Elizabeth R. Sowell

Mapping cortical change across the human life span

We used magnetic resonance imaging and cortical matching algorithms to map gray matter density (GMD) in 176 normal individuals ranging in age from 7 to 87 years. We found a significant, nonlinear decline in GMD with age, which was most rapid between 7 and about 60 years, over dorsal frontal and parietal association cortices on both the lateral and interhemispheric surfaces. Age effects were inverted in the left posterior temporal region, where GMD gain continued up to age 30 and then rapidly declined. The trajectory of maturational and aging effects varied considerably over the cortex. Visual, auditory and limbic cortices, which are known to myelinate early, showed a more linear pattern of aging than the frontal and parietal neocortices, which continue myelination into adulthood. Our findings also indicate that the posterior temporal cortices, primarily in the left hemisphere, which typically support language functions, have a more protracted course of maturation than any other cortical region.

In vivo evidence for post-adolescent brain maturation in frontal and striatal regions

We spatially and temporally mapped brain maturation between adolescence and young adulthood using a whole-brain, voxel-by-voxel statistical analysis of high-resolution structural magnetic resonance images (MRI). The pattern of brain maturation during these years was distinct from earlier development, and was localized to large regions of dorsal, medial and orbital frontal cortex and lenticular nuclei, with relatively little change in any other location. This spatial and temporal pattern agrees with convergent findings from post-mortem studies of brain development and the continued development over this age range of cognitive functions attributed to frontal structures.

Longitudinal Mapping of Cortical Thickness and Brain Growth in Normal Children

Recent advances in magnetic resonance imaging (MRI) technology now allow the tracing of developmental changes in the brains of children. We applied computer-matching algorithms and new techniques for measuring cortical thickness (in millimeters) to the structural MRI images of 45 children scanned twice (2 yr apart) between the ages 5 and 11. Changes in brain size were also assessed, showing local brain growth progressing at a rate of ∼0.4-1.5 mm per year, most prominently in frontal and occipital regions.
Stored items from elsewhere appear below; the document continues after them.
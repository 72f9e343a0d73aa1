//! # User Module
//!
//! Tài khoản đăng nhập. Password không bao giờ được lưu dạng plaintext,
//! chỉ lưu SHA-256 hex digest.

use crate::error::CoreResult;
use crate::record::{expect_id, into_text, FieldName, Record};
use crate::value::Value;
use serde::{Deserialize, Serialize};
use sha2::{Digest, Sha256};
use std::fmt;

/// Tính SHA-256 digest (hex, lowercase) của password UTF-8
pub fn hash_password(password: &str) -> String {
    let mut hasher = Sha256::new();
    hasher.update(password.as_bytes());
    hex::encode(hasher.finalize())
}

/// So sánh password với digest đã lưu
pub fn verify_password(password: &str, stored_hash: &str) -> bool {
    hash_password(password) == stored_hash
}

/// Fields của bảng `users`
#[derive(Debug, Clone, Copy, PartialEq, Eq, PartialOrd, Ord, Hash, Serialize, Deserialize)]
#[serde(rename_all = "snake_case")]
pub enum UserField {
    Id,
    Login,
    PasswordHash,
}

impl FieldName for UserField {
    fn all() -> &'static [Self] {
        &[UserField::Id, UserField::Login, UserField::PasswordHash]
    }

    fn column(&self) -> &'static str {
        match self {
            UserField::Id => "id",
            UserField::Login => "login",
            UserField::PasswordHash => "password",
        }
    }

    fn label(&self) -> &'static str {
        match self {
            UserField::Id => "ID",
            UserField::Login => "Login",
            UserField::PasswordHash => "Password",
        }
    }

    fn is_key(&self) -> bool {
        matches!(self, UserField::Id)
    }
}

/// Người dùng của hệ thống
#[derive(Debug, Clone, Default, PartialEq, Eq, Serialize, Deserialize)]
pub struct User {
    pub id: Option<i64>,
    pub login: String,
    /// SHA-256 hex digest, không bao giờ là plaintext
    #[serde(skip_serializing)]
    pub password_hash: String,
}

impl User {
    /// Tạo user mới từ plaintext password (hash ngay lập tức)
    pub fn new(login: &str, password: &str) -> Self {
        Self {
            id: None,
            login: login.to_string(),
            password_hash: hash_password(password),
        }
    }

    /// Kiểm tra password
    pub fn verify(&self, password: &str) -> bool {
        verify_password(password, &self.password_hash)
    }
}

impl Record for User {
    type Field = UserField;

    const ENTITY: &'static str = "user";

    fn id(&self) -> Option<i64> {
        self.id
    }

    fn get(&self, field: UserField) -> Value {
        match field {
            UserField::Id => Value::from(self.id),
            UserField::Login => Value::from(self.login.as_str()),
            UserField::PasswordHash => Value::from(self.password_hash.as_str()),
        }
    }

    fn set(&mut self, field: UserField, value: Value) -> CoreResult<()> {
        match field {
            UserField::Id => self.id = expect_id(Self::ENTITY, "id", value)?,
            UserField::Login => self.login = into_text(value),
            UserField::PasswordHash => self.password_hash = into_text(value),
        }
        Ok(())
    }
}

impl fmt::Display for User {
    fn fmt(&self, f: &mut fmt::Formatter<'_>) -> fmt::Result {
        match self.id {
            Some(id) => write!(f, "{} (#{})", self.login, id),
            None => write!(f, "{} (new)", self.login),
        }
    }
}
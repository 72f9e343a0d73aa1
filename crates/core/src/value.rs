//! # Value Module
//!
//! Giá trị của một field trong form hoặc record, độc lập với kiểu cột SQL.

use chrono::NaiveDate;
use rust_decimal::Decimal;
use serde::{Deserialize, Serialize};
use std::fmt;
use std::str::FromStr;

/// Giá trị field được truyền giữa form binding và record model.
#[derive(Debug, Clone, PartialEq, Eq, Default, Serialize, Deserialize)]
#[serde(tag = "kind", content = "value", rename_all = "lowercase")]
pub enum Value {
    #[default]
    Null,
    Integer(i64),
    Decimal(Decimal),
    Text(String),
    Date(NaiveDate),
}

impl Value {
    /// Kiểm tra giá trị rỗng (Null hoặc Text chỉ có whitespace)
    pub fn is_empty(&self) -> bool {
        match self {
            Value::Null => true,
            Value::Text(s) => s.trim().is_empty(),
            _ => false,
        }
    }

    /// Đọc integer; Text được parse nếu là số nguyên hợp lệ
    pub fn as_i64(&self) -> Option<i64> {
        match self {
            Value::Integer(n) => Some(*n),
            Value::Text(s) => s.trim().parse().ok(),
            _ => None,
        }
    }

    /// Đọc decimal; Integer và Text được chấp nhận
    pub fn as_decimal(&self) -> Option<Decimal> {
        match self {
            Value::Decimal(d) => Some(*d),
            Value::Integer(n) => Some(Decimal::from(*n)),
            Value::Text(s) => Decimal::from_str(s.trim()).ok(),
            _ => None,
        }
    }

    /// Đọc date; Text phải theo ISO format (YYYY-MM-DD)
    pub fn as_date(&self) -> Option<NaiveDate> {
        match self {
            Value::Date(d) => Some(*d),
            Value::Text(s) => NaiveDate::parse_from_str(s.trim(), "%Y-%m-%d").ok(),
            _ => None,
        }
    }
}

impl fmt::Display for Value {
    fn fmt(&self, f: &mut fmt::Formatter<'_>) -> fmt::Result {
        match self {
            Value::Null => Ok(()),
            Value::Integer(n) => write!(f, "{}", n),
            Value::Decimal(d) => write!(f, "{}", d),
            Value::Text(s) => write!(f, "{}", s),
            Value::Date(d) => write!(f, "{}", d.format("%Y-%m-%d")),
        }
    }
}

impl From<i64> for Value {
    fn from(n: i64) -> Self {
        Value::Integer(n)
    }
}

impl From<i32> for Value {
    fn from(n: i32) -> Self {
        Value::Integer(i64::from(n))
    }
}

impl From<Option<i64>> for Value {
    fn from(n: Option<i64>) -> Self {
        n.map_or(Value::Null, Value::Integer)
    }
}

impl From<Decimal> for Value {
    fn from(d: Decimal) -> Self {
        Value::Decimal(d)
    }
}

impl From<NaiveDate> for Value {
    fn from(d: NaiveDate) -> Self {
        Value::Date(d)
    }
}

impl From<&str> for Value {
    fn from(s: &str) -> Self {
        Value::Text(s.to_string())
    }
}

impl From<String> for Value {
    fn from(s: String) -> Self {
        Value::Text(s)
    }
}
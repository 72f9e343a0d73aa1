//! Application session
//!
//! Sở hữu `Database` trong suốt vòng đời ứng dụng. Các editor chỉ được
//! mở sau khi đăng nhập thành công.

use crate::auth::LoginForm;
use crate::console::SqlConsole;
use crate::entities::{
    ItemSchema, ItemsEditor, OrderLinesEditor, OrderSchema, OrdersEditor, UserSchema, UsersEditor,
};
use crate::error::{EditorError, EditorResult};
use std::path::Path;
use tracing::info;
use wms_core::User;
use wms_persistence::Database;

/// Store + user đang đăng nhập
pub struct Session {
    db: Database,
    user: Option<User>,
}

impl Session {
    pub fn new(db: Database) -> Self {
        Self { db, user: None }
    }

    /// Mở store tại `path` (tạo + seed nếu mới)
    pub fn open<P: AsRef<Path>>(path: P) -> EditorResult<Self> {
        Ok(Self::new(Database::open(path)?))
    }

    pub fn db(&self) -> &Database {
        &self.db
    }

    pub fn db_mut(&mut self) -> &mut Database {
        &mut self.db
    }

    /// Đăng nhập qua login form
    pub fn login(&mut self, form: &mut LoginForm) -> EditorResult<&User> {
        let user = form.attempt_login(&self.db)?;
        Ok(self.user.insert(user))
    }

    pub fn logout(&mut self) {
        if let Some(user) = self.user.take() {
            info!(login = %user.login, "User logged out");
        }
    }

    pub fn current_user(&self) -> Option<&User> {
        self.user.as_ref()
    }

    pub fn is_logged_in(&self) -> bool {
        self.user.is_some()
    }

    fn require_login(&self) -> EditorResult<()> {
        if self.is_logged_in() {
            Ok(())
        } else {
            Err(EditorError::NotLoggedIn)
        }
    }

    // === Editors ===

    pub fn items(&self) -> EditorResult<ItemsEditor> {
        self.require_login()?;
        ItemsEditor::new(ItemSchema, &self.db)
    }

    pub fn orders(&self) -> EditorResult<OrdersEditor> {
        self.require_login()?;
        OrdersEditor::new(OrderSchema, &self.db)
    }

    pub fn users(&self) -> EditorResult<UsersEditor> {
        self.require_login()?;
        UsersEditor::new(UserSchema::default(), &self.db)
    }

    /// Order lines, mở tại `order_id` hoặc order đầu tiên
    pub fn order_lines(&self, order_id: Option<i64>) -> EditorResult<OrderLinesEditor> {
        self.require_login()?;
        match order_id {
            Some(id) => OrderLinesEditor::open(&self.db, id),
            None => OrderLinesEditor::new(&self.db),
        }
    }

    pub fn console(&self) -> EditorResult<SqlConsole> {
        self.require_login()?;
        Ok(SqlConsole::new())
    }
}

#[cfg(test)]
mod tests {
    use super::*;

    #[test]
    fn test_editors_require_login() {
        let mut session = Session::new(Database::open_in_memory().unwrap());
        assert!(matches!(session.items(), Err(EditorError::NotLoggedIn)));
        assert!(session.console().is_err());

        let mut form = LoginForm::new("user1", "password1");
        let user = session.login(&mut form).unwrap();
        assert_eq!(user.login, "user1");

        assert_eq!(session.items().unwrap().model().row_count(), 3);
        assert_eq!(
            session.order_lines(Some(2)).unwrap().title(),
            "Order Lines - Order #ORD002"
        );

        session.logout();
        assert!(session.current_user().is_none());
        assert!(session.users().is_err());
    }

    #[test]
    fn test_failed_login_keeps_session_closed() {
        let mut session = Session::new(Database::open_in_memory().unwrap());
        let mut form = LoginForm::new("admin", "nope");
        assert!(session.login(&mut form).is_err());
        assert!(!session.is_logged_in());
    }
}
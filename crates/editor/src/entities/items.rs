//! Items editor

use crate::controller::RecordEditor;
use crate::error::{EditorResult, GuardError, ValidationError};
use crate::schema::{EditMode, EditorSchema};
use rust_decimal::Decimal;
use tracing::warn;
use wms_core::{Item, ItemField};
use wms_persistence::{Database, ItemRepo, OrderLineRepo};

/// Editor cho bảng items
pub type ItemsEditor = RecordEditor<ItemSchema>;

/// Rules của items: code bắt buộc + unique, quantity / price không âm
#[derive(Debug, Clone, Copy, Default)]
pub struct ItemSchema;

impl EditorSchema for ItemSchema {
    type Record = Item;

    fn form_fields(&self) -> &'static [ItemField] {
        &[
            ItemField::Code,
            ItemField::Description,
            ItemField::Quantity,
            ItemField::Price,
        ]
    }

    fn prepare(&mut self, _mode: EditMode, candidate: &mut Item) -> EditorResult<()> {
        candidate.code = candidate.code.trim().to_string();
        Ok(())
    }

    fn validate(&self, db: &Database, _mode: EditMode, candidate: &Item) -> EditorResult<()> {
        if candidate.code.is_empty() {
            return Err(ValidationError::Required { field: "Item Code" }.into());
        }
        if candidate.quantity < 0 {
            return Err(ValidationError::Negative { field: "Quantity" }.into());
        }
        if candidate.price < Decimal::ZERO {
            return Err(ValidationError::Negative { field: "Price" }.into());
        }

        if let Some(existing) = ItemRepo::get_by_code(db.conn(), &candidate.code)? {
            if existing.id != candidate.id {
                return Err(ValidationError::Duplicate {
                    field: "Item Code",
                    value: candidate.code.clone(),
                }
                .into());
            }
        }
        Ok(())
    }

    fn check_delete(&self, db: &Database, row: &Item) -> EditorResult<()> {
        let Some(id) = row.id else {
            return Ok(());
        };

        let count = OrderLineRepo::count_by_item(db.conn(), id)?;
        if count > 0 {
            warn!(code = %row.code, count, "Item is referenced by order lines");
            return Err(GuardError::ItemInUse {
                code: row.code.clone(),
                count,
            }
            .into());
        }
        Ok(())
    }
}

#[cfg(test)]
mod tests {
    use super::*;
    use crate::schema::{AutoConfirm, Deletion};
    use rust_decimal_macros::dec;

    fn editor() -> (Database, ItemsEditor) {
        let db = Database::open_in_memory().unwrap();
        let editor = ItemsEditor::new(ItemSchema, &db).unwrap();
        (db, editor)
    }

    #[test]
    fn test_add_item() {
        let (mut db, mut editor) = editor();
        editor.add().unwrap();
        editor.set_field(ItemField::Code, " IT004 ").unwrap();
        editor.set_field(ItemField::Description, "Monitor").unwrap();
        editor.set_field(ItemField::Quantity, 7).unwrap();
        editor.set_field(ItemField::Price, dec!(199.99)).unwrap();

        let id = editor.save(&mut db).unwrap().unwrap();
        assert_eq!(editor.mode(), EditMode::Viewing);

        let item = ItemRepo::get_by_id(db.conn(), id).unwrap();
        assert_eq!(item.code, "IT004");
        assert_eq!(item.price, dec!(199.99));
    }

    #[test]
    fn test_required_code() {
        let (mut db, mut editor) = editor();
        editor.add().unwrap();
        let err = editor.save(&mut db).unwrap_err();
        assert_eq!(err.to_string(), "Item Code is required.");
        assert_eq!(editor.mode(), EditMode::Adding);
    }

    #[test]
    fn test_negative_values_rejected() {
        let (mut db, mut editor) = editor();
        editor.add().unwrap();
        editor.set_field(ItemField::Code, "IT004").unwrap();
        editor.set_field(ItemField::Quantity, -1).unwrap();
        assert!(editor.save(&mut db).unwrap_err().is_validation());

        editor.set_field(ItemField::Quantity, 0).unwrap();
        editor.set_field(ItemField::Price, "-0.01").unwrap();
        assert!(editor.save(&mut db).unwrap_err().is_validation());
        assert_eq!(db.counts().unwrap().items, 3);
    }

    #[test]
    fn test_duplicate_code() {
        let (mut db, mut editor) = editor();
        editor.select_row(1).unwrap();
        editor.edit().unwrap();
        editor.set_field(ItemField::Code, "IT001").unwrap();

        let err = editor.save(&mut db).unwrap_err();
        assert!(matches!(
            err.validation(),
            Some(ValidationError::Duplicate { .. })
        ));
        assert_eq!(editor.mode(), EditMode::Editing);

        // Giữ nguyên code của chính nó thì hợp lệ
        editor.set_field(ItemField::Code, "IT002").unwrap();
        editor.set_field(ItemField::Description, "Optical mouse").unwrap();
        editor.save(&mut db).unwrap();
        assert_eq!(editor.selected_record().unwrap().description, "Optical mouse");
    }

    #[test]
    fn test_delete_unused_item() {
        let (mut db, mut editor) = editor();
        editor.add().unwrap();
        editor.set_field(ItemField::Code, "IT004").unwrap();
        let id = editor.save(&mut db).unwrap().unwrap();

        editor.select_id(id).unwrap();
        let result = editor.delete(&mut db, &mut AutoConfirm(true)).unwrap();
        assert_eq!(result, Deletion::Deleted);
        assert!(editor.model().position_of_id(id).is_none());
    }
}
Estimated cortical thickness ranged from 1.5 mm in occipital regions to 5.5 mm in dorsomedial frontal cortex. Gray matter thinning coupled with cortical expansion was highly significant in right frontal and bilateral parieto-occipital regions. Significant thickening was restricted to left inferior frontal (Brocas area) and bilateral posterior perisylvian (Wernickes area on the left) regions. In the left hemisphere, gray matter thickness was correlated with changing cognitive abilities. For the first time, developmental changes in gray matter thickness, brain size, and structure-function relationships have been traced within the same individuals studied longitudinally during a time of rapid cognitive development.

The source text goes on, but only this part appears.